THE TASK: Records follow. Pull out every line that contains "nleft".

DATA TO USE:
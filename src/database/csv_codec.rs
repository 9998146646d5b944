use encoding_rs::{UTF_8, WINDOWS_1256};
use std::borrow::Cow;
use std::io;

use crate::error::{StoreError, StoreResult};
use crate::models::{RawTable, StudentTable};

const UTF8_BOM: &[u8] = b"\xEF\xBB\xBF";

/// Decode CSV bytes: UTF-8 first (BOM dropped), then Windows-1256, which is
/// what spreadsheet tools on Persian-locale Windows export.
///
/// Windows-1256 maps every byte, so the fallback only fails when the result
/// holds control characters no CSV text has (a spreadsheet or image uploaded
/// by mistake).
pub fn decode_text<'a>(bytes: &'a [u8], source_name: &str) -> StoreResult<Cow<'a, str>> {
    let (text, had_errors) = UTF_8.decode_with_bom_removal(bytes);
    if !had_errors {
        return Ok(text);
    }

    tracing::warn!("{} is not valid UTF-8, retrying as Windows-1256", source_name);
    let body = bytes.strip_prefix(UTF8_BOM).unwrap_or(bytes);
    WINDOWS_1256
        .decode_without_bom_handling_and_without_replacement(body)
        .filter(|text| !text.chars().any(is_binary_control))
        .ok_or_else(|| StoreError::Decode {
            source_name: source_name.to_string(),
        })
}

fn is_binary_control(c: char) -> bool {
    c.is_control() && !matches!(c, '\t' | '\n' | '\r')
}

/// Parse CSV bytes into an untyped table. Rows with a different number of
/// cells than the header are rejected.
pub fn parse_raw_table(bytes: &[u8], source_name: &str) -> StoreResult<RawTable> {
    let text = decode_text(bytes, source_name)?;
    if text.trim().is_empty() {
        return Ok(RawTable::default());
    }
    if let Some(line) = unterminated_quote_line(&text) {
        return Err(StoreError::Corrupt {
            source_name: source_name.to_string(),
            line,
            reason: "quoted field is never closed".to_string(),
        });
    }

    let mut reader = csv::ReaderBuilder::new()
        .has_headers(true)
        .flexible(false)
        .from_reader(text.as_bytes());

    let headers: Vec<String> = reader
        .headers()
        .map_err(|e| corrupt(source_name, &e))?
        .iter()
        .map(str::to_string)
        .collect();

    let mut rows = Vec::new();
    for result in reader.records() {
        let record = result.map_err(|e| corrupt(source_name, &e))?;
        rows.push(record.iter().map(str::to_string).collect());
    }

    Ok(RawTable::new(headers, rows))
}

/// Serialize a table as UTF-8 CSV with a BOM, header row first.
pub fn encode_table(table: &StudentTable, source_name: &str) -> StoreResult<Vec<u8>> {
    let raw = RawTable::from_table(table);

    let mut writer = csv::Writer::from_writer(UTF8_BOM.to_vec());
    writer
        .write_record(&raw.headers)
        .map_err(|e| StoreError::io(source_name, io::Error::from(e)))?;
    for row in &raw.rows {
        writer
            .write_record(row)
            .map_err(|e| StoreError::io(source_name, io::Error::from(e)))?;
    }

    writer
        .into_inner()
        .map_err(|e| StoreError::io(source_name, e.into_error()))
}

/// Line on which a quoted field opens and runs to the end of the input.
/// The csv reader accepts such input and folds every following row into
/// one cell.
fn unterminated_quote_line(text: &str) -> Option<u64> {
    let mut line = 1;
    let mut open_at = None;
    let mut field_start = true;

    let mut chars = text.chars().peekable();
    while let Some(c) = chars.next() {
        match (open_at, c) {
            (Some(_), '"') => {
                // "" inside a quoted field is an escaped quote
                if chars.peek() == Some(&'"') {
                    chars.next();
                } else {
                    open_at = None;
                }
            }
            (None, '"') if field_start => open_at = Some(line),
            _ => {}
        }
        if c == '\n' {
            line += 1;
        }
        field_start = open_at.is_none() && matches!(c, ',' | '\n' | '\r');
    }
    open_at
}

fn corrupt(source_name: &str, e: &csv::Error) -> StoreError {
    StoreError::Corrupt {
        source_name: source_name.to_string(),
        line: e.position().map(|p| p.line()).unwrap_or(0),
        reason: e.to_string(),
    }
}

#[cfg(test)]
mod tests {
    use super::*;
    use crate::models::StudentRecord;

    #[test]
    fn reads_utf8_with_bom() {
        let bytes = "\u{feff}first_name,contact\nعلی,a@x.com\n".as_bytes();
        let raw = parse_raw_table(bytes, "students.csv").unwrap();
        assert_eq!(raw.headers, vec!["first_name", "contact"]);
        assert_eq!(raw.rows, vec![vec!["علی".to_string(), "a@x.com".to_string()]]);
    }

    #[test]
    fn falls_back_to_windows_1256() {
        let (encoded, _, unmappable) = WINDOWS_1256.encode("first_name\nرضا\n");
        assert!(!unmappable);
        assert!(std::str::from_utf8(&encoded).is_err());

        let raw = parse_raw_table(&encoded, "legacy.csv").unwrap();
        assert_eq!(raw.rows[0][0], "رضا");
    }

    #[test]
    fn ragged_rows_are_corrupt() {
        let bytes = b"first_name,last_name\nAli,Rezaei\nSara\n";
        match parse_raw_table(bytes, "broken.csv") {
            Err(StoreError::Corrupt { source_name, line, .. }) => {
                assert_eq!(source_name, "broken.csv");
                assert_eq!(line, 3);
            }
            other => panic!("expected corrupt error, got {:?}", other),
        }
    }

    #[test]
    fn unclosed_quote_is_corrupt_at_the_opening_line() {
        let bytes = b"first_name,last_name\nAli,\"Rezaei\nSara,Ahmadi\n";
        match parse_raw_table(bytes, "upload.csv") {
            Err(StoreError::Corrupt { source_name, line, .. }) => {
                assert_eq!(source_name, "upload.csv");
                assert_eq!(line, 2);
            }
            other => panic!("expected corrupt error, got {:?}", other),
        }
    }

    #[test]
    fn escaped_and_stray_quotes_still_parse() {
        let bytes = b"first_name,feedback\nAli,\"said \"\"hi\"\", then\nleft\"\nSara,5\" tall\n";
        let raw = parse_raw_table(bytes, "quotes.csv").unwrap();
        assert_eq!(raw.rows[0][1], "said \"hi\", then\nleft");
        assert_eq!(raw.rows[1][1], "5\" tall");
    }

    #[test]
    fn bom_is_dropped_before_the_windows_1256_fallback() {
        let (body, _, _) = WINDOWS_1256.encode("first_name,contact\nرضا,r@x.com\n");
        let mut bytes = UTF8_BOM.to_vec();
        bytes.extend_from_slice(&body);

        let raw = parse_raw_table(&bytes, "legacy.csv").unwrap();
        assert_eq!(raw.headers, vec!["first_name", "contact"]);
        assert_eq!(raw.rows[0][0], "رضا");
    }

    #[test]
    fn binary_upload_is_a_decode_error() {
        let bytes = b"PK\x03\x04\x14\x00\x06\x00\xff\xfe";
        match parse_raw_table(bytes, "students.xlsx") {
            Err(StoreError::Decode { source_name }) => assert_eq!(source_name, "students.xlsx"),
            other => panic!("expected decode error, got {:?}", other),
        }
    }

    #[test]
    fn blank_input_is_an_empty_table() {
        let raw = parse_raw_table(b"  \n", "empty.csv").unwrap();
        assert!(raw.headers.is_empty());
        assert!(raw.is_empty());
    }

    #[test]
    fn encoded_table_starts_with_bom_and_quotes_commas() {
        let table = StudentTable::from_rows(vec![StudentRecord {
            first_name: "Ali".into(),
            feedback: "likes maths, chess".into(),
            ..StudentRecord::default()
        }]);
        let bytes = encode_table(&table, "students.csv").unwrap();
        assert!(bytes.starts_with(UTF8_BOM));

        let text = String::from_utf8(bytes[UTF8_BOM.len()..].to_vec()).unwrap();
        let mut lines = text.lines();
        assert_eq!(
            lines.next(),
            Some("first_name,last_name,age,grade_level,contact,gender,feedback,submitted_at,photo_path,accepted_terms")
        );
        assert_eq!(lines.next(), Some("Ali,,0,,,,\"likes maths, chess\",,,False"));
    }
}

COMPLETED TASK:
        let bytes = b"first_name,feedback\nAli,\"said \"\"hi\"\", then\nleft\"\nSara,5\" tall\n";
        assert_eq!(raw.rows[0][1], "said \"hi\", then\nleft");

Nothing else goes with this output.